Summit Therapeutics heads into its May 4 Q1 print riding a sharp reversal — up 26% in a month — while options traders quietly lean more bullish than at almost any point this year.
The clearest positioning signal is in the options market, where the put/call ratio has drifted to 0.62 — below its 20-day average of 0.65 and approaching its 52-week low of 0.50. That tilt reflects growing call demand relative to puts, the mirror image of what a defensive posture looks like. Borrow conditions reinforce the picture: cost to borrow is running at just 0.92% annually, down roughly 11% over the past week and 14% over the past month, suggesting no squeeze dynamic is building. Availability in the lending market remains moderate, with roughly 39% of borrowed shares still available for new shorts — loose enough that there is no shortage of supply. Short interest at 4.3% of the free float is not trivial, but it has been declining steadily, down over 8% in the past month.
The debate on SMMT centres almost entirely on ivonescimab, the bispecific antibody licensed from Akeso. Bulls point to the drug's potential in non-small cell lung cancer and broader solid tumours, and the EPS surprise track record here is exceptional — ranking in the 98th percentile across the universe, a signal that management has consistently outrun consensus expectations. Stifel initiated with a Buy and a $45 target in early April, well above where the stock now trades. The ORTEX short score of 81 places Summit among the more scrutinised names in biotech, but the analyst recommendation divergence score ranks in the 91st percentile, meaning the Street is more divided on the name than almost any other stock. Bears focus on the single-asset risk: ivonescimab or nothing, and Jefferies captured that view by cutting to Hold and slashing its target from $42 to $15 in mid-March. That target now looks below current levels, but it underscores how binary the risk profile is.

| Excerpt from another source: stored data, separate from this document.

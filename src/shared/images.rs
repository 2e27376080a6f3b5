//! Picture payload handling shared by every content feature.
//!
//! Pictures arrive as base64 strings (optionally as `data:` URLs), are stored as
//! raw bytes, and leave the API only as fetch-by-id URLs.

use base64::{engine::general_purpose::STANDARD as BASE64, Engine};

use crate::core::error::{AppError, Result};

/// Decode a base64 picture, accepting both bare payloads and `data:<mime>;base64,` URLs.
pub fn decode_base64_image(encoded: &str) -> Result<Vec<u8>> {
    let payload = match encoded.split_once(";base64,") {
        Some((prefix, data)) if prefix.starts_with("data:") => data,
        _ => encoded,
    };

    // Clients frequently wrap long base64 payloads
    let compact: String = payload.chars().filter(|c| !c.is_whitespace()).collect();

    if compact.is_empty() {
        return Err(AppError::Validation("Picture content is empty".to_string()));
    }

    BASE64
        .decode(compact.as_bytes())
        .map_err(|e| AppError::Validation(format!("Invalid base64 picture: {}", e)))
}

/// Decode an optional list of pictures, skipping `null` entries.
pub fn decode_pictures(pictures: &[Option<String>]) -> Result<Vec<Vec<u8>>> {
    pictures
        .iter()
        .flatten()
        .map(|p| decode_base64_image(p))
        .collect()
}

/// Best-effort content type from the leading magic bytes.
pub fn sniff_content_type(bytes: &[u8]) -> &'static str {
    match bytes {
        [0x89, b'P', b'N', b'G', ..] => "image/png",
        [0xFF, 0xD8, 0xFF, ..] => "image/jpeg",
        [b'G', b'I', b'F', b'8', ..] => "image/gif",
        [b'R', b'I', b'F', b'F', _, _, _, _, b'W', b'E', b'B', b'P', ..] => "image/webp",
        [b'B', b'M', ..] => "image/bmp",
        _ => "application/octet-stream",
    }
}

/// Builds public URLs for stored pictures: `<public base url><base path>/<id>`.
#[derive(Debug, Clone, Default)]
pub struct ImageUrls {
    public_base_url: String,
}

impl ImageUrls {
    pub fn new(public_base_url: impl Into<String>) -> Self {
        Self {
            public_base_url: public_base_url.into(),
        }
    }

    pub fn url(&self, base_path: &str, id: i64) -> String {
        format!("{}{}/{}", self.public_base_url, base_path, id)
    }

    pub fn urls(&self, base_path: &str, ids: &[i64]) -> Vec<String> {
        ids.iter().map(|id| self.url(base_path, *id)).collect()
    }
}

#[cfg(test)]
mod tests {
    use super::*;

    const PNG_HEADER: [u8; 8] = [0x89, b'P', b'N', b'G', 0x0D, 0x0A, 0x1A, 0x0A];

    #[test]
    fn test_decode_bare_base64() {
        let encoded = BASE64.encode(PNG_HEADER);
        assert_eq!(decode_base64_image(&encoded).unwrap(), PNG_HEADER.to_vec());
    }

    #[test]
    fn test_decode_data_url() {
        let encoded = format!("data:image/png;base64,{}", BASE64.encode(PNG_HEADER));
        assert_eq!(decode_base64_image(&encoded).unwrap(), PNG_HEADER.to_vec());
    }

    #[test]
    fn test_decode_ignores_line_breaks() {
        let encoded = BASE64.encode(b"hello world, this is a picture");
        let wrapped = format!("{}\n{}", &encoded[..8], &encoded[8..]);
        assert_eq!(
            decode_base64_image(&wrapped).unwrap(),
            b"hello world, this is a picture".to_vec()
        );
    }

    #[test]
    fn test_decode_rejects_garbage() {
        let err = decode_base64_image("not base64 at all!").unwrap_err();
        assert!(matches!(err, AppError::Validation(_)));
    }

    #[test]
    fn test_decode_rejects_empty() {
        assert!(matches!(
            decode_base64_image("data:image/png;base64,"),
            Err(AppError::Validation(_))
        ));
    }

    #[test]
    fn test_decode_pictures_skips_nulls() {
        let pictures = vec![None, Some(BASE64.encode(b"a")), None, Some(BASE64.encode(b"b"))];
        let decoded = decode_pictures(&pictures).unwrap();
        assert_eq!(decoded, vec![b"a".to_vec(), b"b".to_vec()]);
    }

    #[test]
    fn test_sniff_content_type() {
        assert_eq!(sniff_content_type(&PNG_HEADER), "image/png");
        assert_eq!(sniff_content_type(&[0xFF, 0xD8, 0xFF, 0xE0]), "image/jpeg");
        assert_eq!(sniff_content_type(b"GIF89a"), "image/gif");
        assert_eq!(sniff_content_type(b"RIFF\0\0\0\0WEBPVP8 "), "image/webp");
        assert_eq!(sniff_content_type(b"plain"), "application/octet-stream");
    }

    #[test]
    fn test_image_urls() {
        let urls = ImageUrls::new("https://api.tas.lk");
        assert_eq!(
            urls.url("/image/location", 7),
            "https://api.tas.lk/image/location/7"
        );
        assert_eq!(
            ImageUrls::default().urls("/image/activity", &[1, 2]),
            vec!["/image/activity/1", "/image/activity/2"]
        );
    }
}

Ownership data tells a genuinely unusual story. Chairman and CEO Robert Duggan controls 73.5% of shares outstanding — a concentration that leaves public float extraordinarily thin relative to total shares. Akeso itself holds a further 4.1%. On the institutional side, T. Rowe Price and FMR (Fidelity) both meaningfully added to positions in their most recent filings, each growing by over 4 million shares. The stock's closest correlated peers have had a difficult week — ARTV fell 26% and CRBU lost 19% over the same period — while SMMT managed only a 3.6% decline, a relative hold that underscores the stock's idiosyncratic, catalyst-driven character.
The May 4 print is less a traditional financial exercise and more a trial-data proxy: what management says about ivonescimab development timelines, partnership dynamics with Akeso, and the path to Phase 3 data will test whether the 26% one-month rally reflects genuine clinical optimism or has run ahead of what the company can actually deliver.